Elizabeth Alexander on How Great Artists Orient Themselves to Light of the World

It is the mark of a great writer to envelop in language a universal yet ineffable human experience, to give shape and voice to the silent ether of our most cavernous interiority. Among the most inarticulable of those interior experiences is the power of art and the profundity with which it works us over, which some exceptional minds have attempted to articulate — pioneering philosopher Susanne Langer in her inquiry into the purpose of art and how it makes us over, Pablo Neruda in his touching childhood parable of why we make art, Mark Rothko in contemplating why people weep before his paintings, Leo Tolstoy in his theory of the emotional infectiousness of art, and Jeanette Winterson in her beautiful meditation on how art transforms us.

The poet Elizabeth Alexander accomplishes this with uncommon elegance of insight in a passage from The Light of the World (public library) — her extraordinary memoir of love and loss.

In this excerpt from her Design Matters conversation with Debbie Millman, Alexander reads the passage and tells the backstory of its composition as the final lecture for her Contemporary African American Arts class in the wake of her husband Ficre’s sudden and unexpected death:

Art replaces the light that is lost when the day fades, the moment passes, the evanescent extraordinary makes its quicksilver. Art tries to capture that which we know leaves us, as we move in and out of each other’s lives, as we all must eventually leave this earth. Great artists know that shadow, work always against the dying light, but always knowing that the day brings new light and that the ocean which washes away all traces on the sand leaves us a new canvas with each wave.

This orientation of spirit is perhaps what Dylan Thomas meant when he urged us to “rage, rage against the dying of the light.”
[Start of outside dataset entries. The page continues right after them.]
//! Chat API Endpoints
//! Mission: Answer chat messages with canned replies and serve the conversation log

use crate::auth::models::Account;
use crate::chat::{
    history::ChatStore,
    responder::{respond, SourceRef, MAX_CONTEXT_DOCUMENTS},
};
use crate::documents::DocumentStore;
use anyhow::Result;
use axum::{
    extract::{Query, State},
    http::StatusCode,
    response::{IntoResponse, Response},
    Extension, Json,
};
use serde::{Deserialize, Serialize};
use serde_json::json;
use std::sync::Arc;
use tracing::{debug, error};
use uuid::Uuid;

#[derive(Clone)]
pub struct ChatState {
    pub chat_store: Arc<ChatStore>,
    pub document_store: Arc<DocumentStore>,
}

#[derive(Debug, Deserialize)]
pub struct ChatRequest {
    #[serde(default)]
    pub message: String,
    pub session_id: Option<String>,
}

#[derive(Debug, Serialize)]
pub struct ChatResponse {
    pub response: String,
    pub session_id: String,
    pub sources: Vec<SourceRef>,
    pub message_id: i64,
}

#[derive(Debug, Deserialize)]
pub struct HistoryQuery {
    pub session_id: Option<String>,
}

#[derive(Debug, Serialize)]
pub struct HistoryEntry {
    pub id: i64,
    pub message: String,
    pub is_user: bool,
    pub created_at: String,
    pub sources: Vec<SourceRef>,
}

#[derive(Debug, Serialize)]
pub struct HistoryResponse {
    pub chats: Vec<HistoryEntry>,
}

/// Chat endpoint - POST /api/chat
pub async fn post_chat(
    State(state): State<ChatState>,
    Extension(account): Extension<Account>,
    Json(request): Json<ChatRequest>,
) -> Result<Json<ChatResponse>, ChatApiError> {
    let message = request.message.trim().to_string();
    if message.is_empty() {
        return Err(ChatApiError::EmptyMessage);
    }
    let session_id = request
        .session_id
        .filter(|s| !s.trim().is_empty())
        .unwrap_or_else(|| Uuid::new_v4().to_string());

    debug!("💬 {} [{}]: {}", account.username, session_id, message);

    let session = session_id.clone();
    let outcome = tokio::task::spawn_blocking(move || -> Result<_> {
        let documents = state
            .document_store
            .recent_for_user(account.id, MAX_CONTEXT_DOCUMENTS)?;
        let reply = respond(&message, &documents);
        let message_id = state
            .chat_store
            .record_exchange(account.id, &session, &message, &reply)?;
        Ok((reply, message_id))
    })
    .await
    .map_err(|e| {
        error!("Chat task failed: {}", e);
        ChatApiError::InternalError
    })?;

    let (reply, message_id) = outcome.map_err(|e| {
        error!("Chat error: {:#}", e);
        ChatApiError::InternalError
    })?;

    Ok(Json(ChatResponse {
        response: reply.response,
        session_id,
        sources: reply.sources,
        message_id,
    }))
}

/// History endpoint - GET /api/chat/history?session_id=...
pub async fn get_chat_history(
    State(state): State<ChatState>,
    Extension(account): Extension<Account>,
    Query(query): Query<HistoryQuery>,
) -> Result<Json<HistoryResponse>, ChatApiError> {
    let messages = tokio::task::spawn_blocking(move || {
        state
            .chat_store
            .history(account.id, query.session_id.as_deref())
    })
    .await
    .map_err(|e| {
        error!("History task failed: {}", e);
        ChatApiError::InternalError
    })?
    .map_err(|e| {
        error!("Failed to load chat history: {:#}", e);
        ChatApiError::InternalError
    })?;

    let chats = messages
        .into_iter()
        .map(|m| HistoryEntry {
            id: m.id,
            message: m.message,
            is_user: m.is_user,
            created_at: m.created_at,
            sources: m.sources,
        })
        .collect();

    Ok(Json(HistoryResponse { chats }))
}

/// Chat API errors
#[derive(Debug)]
pub enum ChatApiError {
    EmptyMessage,
    InternalError,
}

impl IntoResponse for ChatApiError {
    fn into_response(self) -> Response {
        let (status, message) = match self {
            ChatApiError::EmptyMessage => (StatusCode::BAD_REQUEST, "Message empty"),
            ChatApiError::InternalError => {
                (StatusCode::INTERNAL_SERVER_ERROR, "Internal server error")
            }
        };

        (status, Json(json!({ "detail": message }))).into_response()
    }
}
Complement this slim portion of the fully transcendent The Light of the World with poet Ann Lauterbach on why we make art and how art makes us and Boris Pasternak on the source of art’s miraculousness, then devour Alexander’s complete Design Matters interview, which flows from politics to mortality to art as a tool of living, and back again:

Art that speaks to any of us always comes from a very particular place, and then we find ourselves in it in some kind of way.